Currently, in America, people are on the streets questioning the very foundation of that system and whether it is actually worth saving. The far-left wing of the Democratic Party is asking the same thing — is it time to completely remake the system? Overwhelmingly the protests have been peaceful (which is the ideal and according to scholars like Erica Chenoweth, ultimately a hell of a lot more successful), but I think it’s also important to acknowledge the legitimacy, the rage, the fear, and the trauma that spurs more violent forms of protest and property damage. The razing of a police station after the police murdered an innocent man can be argued as proportional — property can be rebuilt as funded by taxpayers, but a life stolen is lost forever.
Systems of power and oppression are often parasitic to something more fundamental: powerful actors within those dominating systems irrevocably wrap themselves in the flag, for example. They will insist that to question it is to question other values, peoples, and histories. But it’s more complicated than that. America should be proud of its role in crushing fascism and the Nazis in World War II, while also being ashamed that black American soldiers were lynched for walking with pride upon returning home from the war. Systemic ideals like checks and balances between the governing houses and the rule of law can be lauded for their intention, even if the result included the perpetuation of Jim Crow laws in the South for most of the 20th century, and a de facto or new Jim Crow system through mass incarceration of black Americans.
Anyway. Something has to change. America as a concept and as a country will not collapse if state and local police are held to a higher account. It is not unpatriotic to do everything in your power to destroy the gerrymandered voting system that perpetuates white supremacy in elected offices and violence against black Americans in their policies.
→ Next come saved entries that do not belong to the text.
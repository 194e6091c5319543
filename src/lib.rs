//! Dungeon Crawler - turn-based text adventure library
//!
//! The [`core::Game`] engine consumes one line of input at a time and
//! reports what happened; the binary is a thin terminal loop around it.

pub mod character;
pub mod combat;
pub mod core;
pub mod dungeon;
pub mod items;
pub mod ui;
And it is absolutely reasonable to insist that black lives matter more than the property, prosperity, and power built through the centuries-long perpetuation and continuous reinvention of a racist caste system.
I got curious about this while reading of Robert Joseph Pershing Foster’s military service in Germany before and after World War II in The Warmth of Other Suns. His experience sounded like something that was all too common, and unfortunately, it was. This article does a good job of reviewing the contribution of black Americans in the war against fascism, and the reality that many white American soldiers brought the norms and expectations of a Jim Crow America with them in their dealings with their fellow soldiers.
It’s worth giving this article a read. I didn’t know a fair bit of this history, and while much of it wasn’t surprising, some of the ways that race and class played into cold war posturing was quite new. Finally, I found this quote summed things up effectively:
“Despite their treatment by white American service members, a number of black troops expressed their preference for life in Germany compared with back home. The percentage of black G.I.s extending their tours of duty in Germany was three times that of white G.I.s.”